The Sunshine State’s Public Service Commission (FLAPSC) approved Duke Energy Florida’s plan to build 175 MW of utility-scale solar per year for the next four years in exchange for the utility’s agreement to halt construction of a nuclear plant in Levy County.
The settlement also limits DEF’s annual base-rate increases to between 1% and 3% from 2019 to 2021, and the utility can’t ask for additional base rate increases until at least 2021. It would also be able to ask the FLAPSC for rate increases to recover the costs of building those utility-scale solar plants starting in 2019.
The agreement comes in the face of strong opposition of the Solar Energy Industries Association (SEIA), which testified against the agreement at the final hearing yesterday. The association argued the current plan would actually raise consumer costs instead of lower them.

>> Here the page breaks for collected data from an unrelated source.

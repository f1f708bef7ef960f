use std::fmt;
use std::io;

use thiserror::Error;

use crate::names::NameKind;
use crate::{ObjectPathError, SignatureError};

/// Result alias using an [`Error`] as the error type by default.
pub type Result<T, E = Error> = std::result::Result<T, E>;

/// An error raised by this crate.
#[derive(Debug)]
pub struct Error {
    kind: ErrorKind,
}

impl Error {
    #[inline]
    pub(crate) fn new(kind: ErrorKind) -> Error {
        Self { kind }
    }

    /// A decode error at the given byte offset into the message.
    #[inline]
    pub(crate) fn decode(reason: impl Into<String>, offset: usize) -> Error {
        Self::new(ErrorKind::Decode {
            reason: reason.into(),
            offset,
        })
    }

    /// An encode error with the given reason.
    #[inline]
    pub(crate) fn encode(reason: impl Into<String>) -> Error {
        Self::new(ErrorKind::Encode(reason.into()))
    }

    /// An authentication failure with the given reason.
    #[inline]
    pub(crate) fn auth(reason: impl Into<String>) -> Error {
        Self::new(ErrorKind::Auth(reason.into()))
    }

    /// Test if the error is a retryable write-buffer overflow.
    #[inline]
    pub(crate) fn is_buffer_full(&self) -> bool {
        matches!(self.kind, ErrorKind::BufferFull)
    }

    #[cfg(test)]
    pub(crate) fn kind(&self) -> &ErrorKind {
        &self.kind
    }
}

impl fmt::Display for Error {
    #[inline]
    fn fmt(&self, f: &mut fmt::Formatter<'_>) -> fmt::Result {
        self.kind.fmt(f)
    }
}

impl std::error::Error for Error {
    #[inline]
    fn source(&self) -> Option<&(dyn std::error::Error + 'static)> {
        std::error::Error::source(&self.kind)
    }
}

impl From<ErrorKind> for Error {
    #[inline]
    fn from(kind: ErrorKind) -> Self {
        Self::new(kind)
    }
}

impl From<io::Error> for Error {
    #[inline]
    fn from(error: io::Error) -> Self {
        match error.kind() {
            io::ErrorKind::WouldBlock => Self::new(ErrorKind::WouldBlock),
            _ => Self::new(ErrorKind::Io(error)),
        }
    }
}

impl From<SignatureError> for Error {
    #[inline]
    fn from(error: SignatureError) -> Self {
        Self::new(ErrorKind::Signature(error))
    }
}

impl From<ObjectPathError> for Error {
    #[inline]
    fn from(error: ObjectPathError) -> Self {
        Self::new(ErrorKind::ObjectPath(error))
    }
}

#[derive(Debug, Error)]
pub(crate) enum ErrorKind {
    /// Address syntactically unsound or semantically unusable here.
    #[error("invalid d-bus address: {0}")]
    InvalidAddress(String),
    /// Address names a transport this implementation does not support.
    #[error("unsupported transport `{0}`")]
    UnknownTransport(String),
    /// OS-level connect, socket or name resolution failure.
    #[error("connecting to `{address}` failed")]
    Connect {
        address: String,
        #[source]
        inner: io::Error,
    },
    /// The autolaunch subprocess failed.
    #[error("launcher failed: {0}")]
    Launcher(String),
    /// Authentication negotiation failed.
    #[error("authentication failed: {0}")]
    Auth(String),
    /// Wire data violates the protocol.
    #[error("decode error at offset {offset}: {reason}")]
    Decode { reason: String, offset: usize },
    /// A message or value cannot be represented on the wire.
    #[error("encode error: {0}")]
    Encode(String),
    /// A bus, interface, member, error or path name fails validation.
    #[error("invalid {kind} name `{name}`: {why}")]
    InvalidName {
        kind: NameKind,
        name: String,
        why: &'static str,
    },
    #[error("signature error")]
    Signature(#[source] SignatureError),
    #[error("object path error")]
    ObjectPath(#[source] ObjectPathError),
    /// Raw read or write failure on the underlying stream.
    #[error("i/o error")]
    Io(#[source] io::Error),
    /// The operation was cancelled and the transport is poisoned.
    #[error("operation cancelled")]
    Cancelled,
    /// Internal marker for nonblocking retries, never surfaced.
    #[error("operation would block")]
    WouldBlock,
    /// The write buffer reached its capacity; retry after growing.
    #[error("write buffer is full")]
    BufferFull,
    /// The transport has been shut down.
    #[error("transport is shut down")]
    Shutdown,
}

“We appreciate Duke Energy Florida’s plans to add more solar into their portfolio, but their approach will cost customers more,” said Sean Gallagher, SEIA’s vice president for state affairs. “Rather than allow Duke to avoid competition and build its own solar projects at a rate above today’s market prices, the PSC should require Duke to conduct a competitive procurement process for solar capacity and to acquire a portion of projects from independent developers. A competitive procurement process ensures consumers can adopt solar at the lowest cost possible.”